C'est donc le moment idéal pour lire le roman de Will Wiles.
J'en veux pour preuve : Neil Double, le héros, occupe l'étonnante profession de double de congrès pour cadre. En résumé, les congrès sont une plaie auxquels les cadres vont munis de leurs plus beaux costumes, la valise remplie de cartes de visites, pour sociabiliser avec d'autres cadres dans un but de réseautage professionnel, et prendre des notes qui justifieront que leur hiérarchie leur ait offert ledit congrès.
Ceci, nous dit Neil, est fortement ennuyeux pour tout le monde. Sauf pour lui, qui adore l'atmosphère hygiéniste et anonyme des chambres d'hôtels, et a transformé ses visites aux conférences en véritables promenades psychogéographiques (si vous faites appel à ses services, il vous ramènera également badges, stylos et mugs promotionnels pour attester de votre présence).
La profession disruptive de Neil est donc appelée à un bel avenir.
Jusqu'au jour où un incident le contraint à fréquenter de plus près le milieu aride des couloirs de chaînes d'hôtels, leurs moquettes interchangeables et leurs peintures abstraites.
Comme le sommeil de la raison engendre des monstres, nous dit Goya, Neil va découvrir que l'utilitarisme le plus propret constitue le nid idéal pour l'horreur débridée, période Jack-Halloran-écrit-dans-sa chambre-de-l'Overlook.

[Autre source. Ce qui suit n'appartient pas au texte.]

//! # paramkit-core — Foundational Types for paramkit
//!
//! This crate is the leaf of the paramkit workspace. It defines the value
//! model that raw input, coerced scalars and plain projections all share,
//! plus the built-in conversions every schema starts from.
//!
//! ## Key Design Principles
//!
//! 1. **One dynamic `Value` type.** Raw input (typically parsed JSON or YAML),
//!    coerced scalar values and the plain projection of an instance tree all
//!    use [`Value`]. Already-typed values (dates, decimals) can be handed in
//!    directly and pass through coercion untouched.
//!
//! 2. **Conversions signal, never panic.** Every built-in conversion returns
//!    `Result<Value, ConversionError>`. Turning a failure into a default is the
//!    descriptor's job, one crate up.
//!
//! 3. **Qualified keys are built, not concatenated.** [`KeyPath`] renders
//!    `post.sections[0].id` style keys so the bracket/dot rules live in one place.
//!
//! ## Crate Policy
//!
//! - No dependencies on other `paramkit-*` crates.
//! - No `unsafe` code.
//! - No `panic!()` or `.unwrap()` outside tests.

pub mod error;
pub mod path;
pub mod scalar;
pub mod temporal;
pub mod value;

// Re-export primary types for ergonomic imports.
pub use error::{ConversionError, DeclarationError, NormalizeError};
pub use path::{KeyPath, Segment};
pub use scalar::BuiltinKind;
pub use value::{Map, Value, ValueKind};
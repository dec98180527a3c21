//! # Coerce Subcommand
//!
//! Builds parameters from a document and prints `{"params": ...}`. Always
//! exits 0 once the schema and input load; coercion itself never fails.

use anyhow::Result;
use clap::Args;

use crate::{render, DocumentArgs};

/// Arguments for the coerce subcommand.
#[derive(Args, Debug)]
pub struct CoerceArgs {
    #[command(flatten)]
    pub document: DocumentArgs,
}

/// Coerced parameters as printed.
pub fn coerce_document(args: &CoerceArgs) -> Result<serde_json::Value> {
    let params = args.document.build()?;
    Ok(serde_json::json!({ "params": params.to_json() }))
}

/// Execute the coerce subcommand.
pub fn run_coerce(args: &CoerceArgs) -> Result<u8> {
    let output = coerce_document(args)?;
    println!("{}", render(&output, args.document.pretty)?);
    Ok(0)
}
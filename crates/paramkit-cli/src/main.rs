//! # paramkit CLI entry point
//!
//! Parses command-line arguments and dispatches to subcommand handlers.

use std::process::ExitCode;

use clap::{Parser, Subcommand};
use tracing_subscriber::EnvFilter;

use paramkit_cli::coerce::{run_coerce, CoerceArgs};
use paramkit_cli::types::{run_types, TypesArgs};
use paramkit_cli::validate::{run_validate, ValidateArgs};

/// Typed parameter objects from schema descriptor files.
///
/// Coerces raw JSON or YAML documents into the declared shape, validates
/// them with the standard rule set, and lists what a set of descriptor
/// files declares.
#[derive(Parser, Debug)]
#[command(name = "paramkit", version, about, long_about = None)]
struct Cli {
    /// Enable verbose output. Repeat for more verbosity (-v, -vv, -vvv).
    #[arg(short, long, action = clap::ArgAction::Count, global = true)]
    verbose: u8,

    /// Emit logs as JSON lines.
    #[arg(long, global = true)]
    log_json: bool,

    #[command(subcommand)]
    command: Commands,
}

#[derive(Subcommand, Debug)]
enum Commands {
    /// Coerce a document and print the resulting parameters.
    Coerce(CoerceArgs),

    /// Coerce and validate a document. Exits 1 when invalid.
    Validate(ValidateArgs),

    /// List scalar types and declared schemas.
    Types(TypesArgs),
}

fn main() -> ExitCode {
    let cli = Cli::parse();

    // RUST_LOG wins over -v when set.
    let filter = EnvFilter::try_from_default_env().unwrap_or_else(|_| match cli.verbose {
        0 => EnvFilter::new("warn"),
        1 => EnvFilter::new("info"),
        2 => EnvFilter::new("debug"),
        _ => EnvFilter::new("trace"),
    });
    let subscriber = tracing_subscriber::fmt()
        .with_env_filter(filter)
        .with_target(false)
        .with_writer(std::io::stderr);
    if cli.log_json {
        subscriber.json().init();
    } else {
        subscriber.init();
    }

    let result = match cli.command {
        Commands::Coerce(args) => run_coerce(&args),
        Commands::Validate(args) => run_validate(&args),
        Commands::Types(args) => run_types(&args),
    };

    match result {
        Ok(code) => ExitCode::from(code),
        Err(e) => {
            tracing::error!("{e:#}");
            ExitCode::from(2)
        }
    }
}
//! `inclusion` and `exclusion`.
//!
//! The allowed set comes from `in` (or `within`), or from the options
//! themselves when they are a list. A numeric set given as
//! `{minimum, maximum}` under `in` is treated as an inclusive range.

use paramkit_core::Value;

use crate::options::{numeric, RuleOptions};

pub const NOT_INCLUDED: &str = "is not included in the list";
pub const RESERVED: &str = "is reserved";

pub fn inclusion(value: &Value, opts: &RuleOptions<'_>) -> Vec<String> {
    match member(value, opts) {
        Some(false) => vec![opts.message(NOT_INCLUDED, None, value)],
        _ => Vec::new(),
    }
}

pub fn exclusion(value: &Value, opts: &RuleOptions<'_>) -> Vec<String> {
    match member(value, opts) {
        Some(true) => vec![opts.message(RESERVED, None, value)],
        _ => Vec::new(),
    }
}

/// `None` when no set is configured.
fn member(value: &Value, opts: &RuleOptions<'_>) -> Option<bool> {
    let set = match opts.raw() {
        Value::List(_) => opts.raw(),
        _ => opts.get("in").or_else(|| opts.get("within"))?,
    };
    match set {
        Value::List(items) => Some(items.iter().any(|item| same(item, value))),
        Value::Map(_) => {
            let lo = set.get("minimum").and_then(numeric);
            let hi = set.get("maximum").and_then(numeric);
            let n = numeric(value)?;
            Some(lo.map_or(true, |lo| n >= lo) && hi.map_or(true, |hi| n <= hi))
        }
        other => {
            tracing::warn!(set = %other, "inclusion set is neither a list nor a range");
            None
        }
    }
}

/// Equality that lets `1` match `1.0`.
fn same(a: &Value, b: &Value) -> bool {
    match (a.as_f64(), b.as_f64()) {
        (Some(x), Some(y)) => x == y,
        _ => a == b,
    }
}
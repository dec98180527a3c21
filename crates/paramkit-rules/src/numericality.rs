//! `numericality`.
//!
//! Numbers pass as-is; text passes when it parses as a number in full.
//! Every configured comparison is checked, so one value can fail several.

use paramkit_core::scalar::format_float;
use paramkit_core::Value;

use crate::options::{numeric, RuleOptions};

pub const NOT_A_NUMBER: &str = "is not a number";
pub const NOT_AN_INTEGER: &str = "must be an integer";

/// `(option, message prefix, holds)` for the bound comparisons.
const COMPARISONS: [(&str, &str, fn(f64, f64) -> bool); 6] = [
    ("greater_than", "must be greater than", |v: f64, b: f64| v > b),
    ("greater_than_or_equal_to", "must be greater than or equal to", |v: f64, b: f64| v >= b),
    ("equal_to", "must be equal to", |v: f64, b: f64| v == b),
    ("other_than", "must be other than", |v: f64, b: f64| v != b),
    ("less_than", "must be less than", |v: f64, b: f64| v < b),
    ("less_than_or_equal_to", "must be less than or equal to", |v: f64, b: f64| v <= b),
];

pub fn numericality(value: &Value, opts: &RuleOptions<'_>) -> Vec<String> {
    let Some(n) = numeric(value) else {
        return vec![opts.message(NOT_A_NUMBER, None, value)];
    };
    if opts.flag("only_integer") && !is_integral(value, n) {
        return vec![opts.message(NOT_AN_INTEGER, None, value)];
    }

    let mut errors = Vec::new();
    for (key, prefix, holds) in COMPARISONS {
        let Some(bound) = opts.number(key) else {
            continue;
        };
        if !holds(n, bound) {
            let count = render_bound(bound);
            let default = format!("{prefix} %{{count}}");
            errors.push(opts.message(&default, Some(&count), value));
        }
    }
    if opts.flag("odd") && !is_odd(n) {
        errors.push(opts.message("must be odd", None, value));
    }
    if opts.flag("even") && !is_even(n) {
        errors.push(opts.message("must be even", None, value));
    }
    errors
}

fn is_integral(value: &Value, n: f64) -> bool {
    match value {
        Value::Integer(_) => true,
        Value::String(s) => s.trim().parse::<i64>().is_ok(),
        _ => n.fract() == 0.0,
    }
}

fn is_odd(n: f64) -> bool {
    n.fract() == 0.0 && n.rem_euclid(2.0) == 1.0
}

fn is_even(n: f64) -> bool {
    n.fract() == 0.0 && n.rem_euclid(2.0) == 0.0
}

/// Whole bounds render without a fraction (`17`, not `17.0`).
fn render_bound(bound: f64) -> String {
    if bound.fract() == 0.0 && bound.abs() < 1e15 {
        format!("{}", bound as i64)
    } else {
        format_float(bound)
    }
}


#[cfg(test)]
mod proptests {
    use super::*;
    use proptest::prelude::*;

    proptest! {
        #[test]
        fn integers_pass_only_integer(n in any::<i64>()) {
            let raw = Value::from(serde_json::json!({"only_integer": true}));
            prop_assert!(numericality(&Value::Integer(n), &RuleOptions::new(&raw)).is_empty());
        }

        #[test]
        fn greater_than_agrees_with_comparison(n in -1000i64..1000, bound in -1000i64..1000) {
            let raw = Value::from(serde_json::json!({"greater_than": bound}));
            let errors = numericality(&Value::Integer(n), &RuleOptions::new(&raw));
            prop_assert_eq!(errors.is_empty(), n > bound);
        }
    }
}
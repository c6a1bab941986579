//! Route entries.

use crate::routing::view::View;

/// What a matched route does.
#[derive(Debug, Clone, PartialEq, Eq)]
pub enum RouteTarget {
    /// Render a view.
    View(View),
    /// Re-resolve navigation against another path.
    Redirect(String),
}

/// A single binding from a URL path to a view or a redirect.
#[derive(Debug, Clone, PartialEq, Eq)]
pub struct Route {
    path: String,
    name: Option<String>,
    target: RouteTarget,
}

impl Route {
    /// A named route rendering `view`.
    pub fn view(path: impl Into<String>, name: impl Into<String>, view: View) -> Self {
        Self {
            path: path.into(),
            name: Some(name.into()),
            target: RouteTarget::View(view),
        }
    }

    /// An unnamed route forwarding to `to`.
    pub fn redirect(path: impl Into<String>, to: impl Into<String>) -> Self {
        Self {
            path: path.into(),
            name: None,
            target: RouteTarget::Redirect(to.into()),
        }
    }

    pub fn new(path: impl Into<String>, name: Option<String>, target: RouteTarget) -> Self {
        Self {
            path: path.into(),
            name,
            target,
        }
    }

    pub fn path(&self) -> &str {
        &self.path
    }

    pub fn name(&self) -> Option<&str> {
        self.name.as_deref()
    }

    pub fn target(&self) -> &RouteTarget {
        &self.target
    }

    /// The redirect target, if this is a redirect route.
    pub fn redirect_to(&self) -> Option<&str> {
        match &self.target {
            RouteTarget::Redirect(to) => Some(to),
            RouteTarget::View(_) => None,
        }
    }
}
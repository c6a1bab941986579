//! Shutdown coordination.

use tokio::sync::broadcast;

/// Coordinator for graceful shutdown.
///
/// Provides a broadcast channel that all long-running tasks can subscribe to.
#[derive(Clone)]
pub struct Shutdown {
    tx: broadcast::Sender<()>,
}

impl Shutdown {
    pub fn new() -> Self {
        let (tx, _) = broadcast::channel(1);
        Self { tx }
    }

    /// Subscribe to the shutdown signal.
    pub fn subscribe(&self) -> broadcast::Receiver<()> {
        self.tx.subscribe()
    }

    /// Trigger the shutdown signal. A no-op when nobody is listening.
    pub fn trigger(&self) {
        let _ = self.tx.send(());
    }
}

impl Default for Shutdown {
    fn default() -> Self {
        Self::new()
    }
}
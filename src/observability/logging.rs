//! Structured logging.
//!
//! # Design Decisions
//! - Uses tracing crate for structured logging
//! - `RUST_LOG` overrides the configured level

use tracing_subscriber::{layer::SubscriberExt, util::SubscriberInitExt, EnvFilter};

/// Install the global subscriber. Call once, at startup.
pub fn init_logging(default_level: &str) {
    tracing_subscriber::registry()
        .with(
            EnvFilter::try_from_default_env().unwrap_or_else(|_| EnvFilter::new(default_level)),
        )
        .with(tracing_subscriber::fmt::layer())
        .init();
}
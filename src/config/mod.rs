//! Configuration management subsystem.
//!
//! # Data Flow
//! ```text
//! config file (TOML)
//!     → loader.rs (parse & deserialize)
//!     → validation.rs (semantic checks, route table compilation)
//!     → RouterConfig + RouteTable (validated, immutable)
//!     → shared via Arc with the HTTP layer
//! ```
//!
//! # Design Decisions
//! - Config is immutable once loaded; changes require a restart
//! - All fields have defaults to allow minimal configs
//! - Validation separates syntactic (serde) from semantic checks

pub mod loader;
pub mod schema;
pub mod validation;

pub use loader::{load_config, ConfigError};
pub use schema::RouterConfig;
pub use schema::ListenerConfig;
pub use schema::RouteConfig;
pub use validation::{validate_config, ValidationError};
use axum::{
    extract::{Query, State},
    http::StatusCode,
    response::{IntoResponse, Response},
    Json,
};
use serde::{Deserialize, Serialize};

use crate::http::response::error_response;
use crate::http::server::AppState;
use crate::routing::{NavigationError, RouteTarget, View};

#[derive(Serialize)]
pub struct SystemStatus {
    pub version: &'static str,
    pub base: String,
    pub routes: usize,
}

#[derive(Serialize)]
pub struct RouteSummary {
    pub path: String,
    #[serde(skip_serializing_if = "Option::is_none")]
    pub name: Option<String>,
    #[serde(skip_serializing_if = "Option::is_none")]
    pub view: Option<View>,
    #[serde(skip_serializing_if = "Option::is_none")]
    pub redirect: Option<String>,
}

#[derive(Debug, Deserialize)]
pub struct ResolveQuery {
    pub path: Option<String>,
    pub name: Option<String>,
}

pub async fn get_status(State(state): State<AppState>) -> Json<SystemStatus> {
    Json(SystemStatus {
        version: env!("CARGO_PKG_VERSION"),
        base: state.history.base().to_string(),
        routes: state.table.routes().len(),
    })
}

pub async fn get_routes(State(state): State<AppState>) -> Json<Vec<RouteSummary>> {
    let summaries = state
        .table
        .routes()
        .iter()
        .map(|route| {
            let (view, redirect) = match route.target() {
                RouteTarget::View(view) => (Some(*view), None),
                RouteTarget::Redirect(to) => (None, Some(to.clone())),
            };
            RouteSummary {
                path: route.path().to_string(),
                name: route.name().map(str::to_string),
                view,
                redirect,
            }
        })
        .collect();

    Json(summaries)
}

/// Navigate by `path` or `name`, following redirects.
pub async fn get_resolve(
    State(state): State<AppState>,
    Query(query): Query<ResolveQuery>,
) -> Response {
    let result = match (query.path.as_deref(), query.name.as_deref()) {
        (Some(path), None) => state.table.navigate(path),
        (None, Some(name)) => state.table.navigate_named(name),
        _ => {
            return error_response(
                StatusCode::BAD_REQUEST,
                "pass exactly one of `path` or `name`",
            )
        }
    };

    match result {
        Ok(destination) => Json(destination).into_response(),
        Err(e @ (NavigationError::NotFound(_) | NavigationError::UnknownName(_))) => {
            error_response(StatusCode::NOT_FOUND, e.to_string())
        }
        Err(e @ NavigationError::RedirectLoop(_)) => {
            tracing::error!(error = %e, "Redirect loop in route table");
            error_response(StatusCode::INTERNAL_SERVER_ERROR, e.to_string())
        }
    }
}
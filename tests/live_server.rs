//! End-to-end checks against a bound listener.

use std::time::Duration;

use reqwest::redirect::Policy;
use space_router::RouterConfig;

mod common;

#[tokio::test]
async fn test_redirect_followed_by_client() {
    let (addr, shutdown, handle) = common::spawn_server(RouterConfig::default()).await;

    let client = reqwest::Client::builder().no_proxy().build().unwrap();
    let res = client.get(format!("http://{}/", addr)).send().await.unwrap();
    assert_eq!(res.status(), 200);
    assert_eq!(res.url().path(), "/space/list");
    let body: serde_json::Value = res.json().await.unwrap();
    assert_eq!(body["view"], "SpaceList");

    shutdown.trigger();
    tokio::time::timeout(Duration::from_secs(5), handle)
        .await
        .expect("server should stop after shutdown")
        .unwrap();
}

#[tokio::test]
async fn test_request_id_propagated() {
    let (addr, shutdown, _handle) = common::spawn_server(RouterConfig::default()).await;

    let client = reqwest::Client::builder()
        .no_proxy()
        .redirect(Policy::none())
        .build()
        .unwrap();

    let res = client
        .get(format!("http://{}/", addr))
        .header("x-request-id", "nav-42")
        .send()
        .await
        .unwrap();
    assert_eq!(res.status(), 302);
    assert_eq!(res.headers()["x-request-id"], "nav-42");

    let res = client
        .get(format!("http://{}/unknown", addr))
        .send()
        .await
        .unwrap();
    assert_eq!(res.status(), 404);
    assert!(!res.headers()["x-request-id"].is_empty());

    shutdown.trigger();
}
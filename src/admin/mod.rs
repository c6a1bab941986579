//! Inspection endpoints.
//!
//! Mounted at the server root under `/_router`, independent of
//! `history.base`: with base `/console` they answer at `/_router/routes`,
//! while `/console/_router/...` belongs to the navigation handler.

pub mod handlers;

use axum::{routing::get, Router};

use crate::http::server::AppState;
use self::handlers::*;

/// Prefix reserved for inspection endpoints.
pub const ADMIN_PREFIX: &str = "/_router";

pub fn setup_admin_router() -> Router<AppState> {
    Router::new()
        .route("/_router/status", get(get_status))
        .route("/_router/routes", get(get_routes))
        .route("/_router/resolve", get(get_resolve))
}
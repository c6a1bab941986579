//! Metrics collection and exposition.
//!
//! # Metrics
//! - `router_resolutions_total` (counter): navigations by outcome
//!   (`render`, `redirect`, `not_found`, `outside_base`)

use std::net::SocketAddr;

use metrics_exporter_prometheus::PrometheusBuilder;

/// Install the Prometheus recorder and its scrape endpoint.
pub fn init_metrics(addr: SocketAddr) {
    match PrometheusBuilder::new().with_http_listener(addr).install() {
        Ok(()) => tracing::info!(address = %addr, "Metrics endpoint listening"),
        Err(e) => tracing::error!(error = %e, "Failed to install metrics exporter"),
    }
}

pub fn record_resolution(outcome: &'static str) {
    metrics::counter!("router_resolutions_total", "outcome" => outcome).increment(1);
}
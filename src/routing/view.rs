//! View identifiers.
//!
//! A view is an opaque tag. Turning it into something renderable is the job
//! of a [`ViewRenderer`](crate::http::response::ViewRenderer).

use std::fmt;
use std::str::FromStr;

use serde::{Deserialize, Serialize};
use thiserror::Error;

/// The closed set of views the console can render.
#[derive(Debug, Clone, Copy, PartialEq, Eq, Hash, Serialize, Deserialize)]
pub enum View {
    /// List of spaces.
    SpaceList,
    /// Form for adding a space.
    SpaceAdd,
}

impl View {
    pub const ALL: [View; 2] = [View::SpaceList, View::SpaceAdd];

    pub fn as_str(&self) -> &'static str {
        match self {
            View::SpaceList => "SpaceList",
            View::SpaceAdd => "SpaceAdd",
        }
    }
}

impl fmt::Display for View {
    fn fmt(&self, f: &mut fmt::Formatter<'_>) -> fmt::Result {
        f.write_str(self.as_str())
    }
}

#[derive(Debug, Error, PartialEq, Eq)]
#[error("unknown view `{0}`")]
pub struct UnknownView(pub String);

impl FromStr for View {
    type Err = UnknownView;

    fn from_str(s: &str) -> Result<Self, Self::Err> {
        View::ALL
            .into_iter()
            .find(|v| v.as_str() == s)
            .ok_or_else(|| UnknownView(s.to_string()))
    }
}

Will Wiles écrit un roman réjouissant et hyper contemporain, dont l'écriture clinique et détachée permet la distance nécessaire pour parodier les rites de l'entreprise.
Les amateurs du Ballard de Crash et de I.G.H. trouveront du plaisir à fréquenter les couloirs de Way Inn, et la deuxième partie du roman devrait également satisfaire les nostalgiques du King horrifique des années 70-80.
On passe un moment délicieusement acide avec Way Inn, qui constitue un honorable roman d'horreur, comme cela fait bien longtemps qu'on en avait pas lu.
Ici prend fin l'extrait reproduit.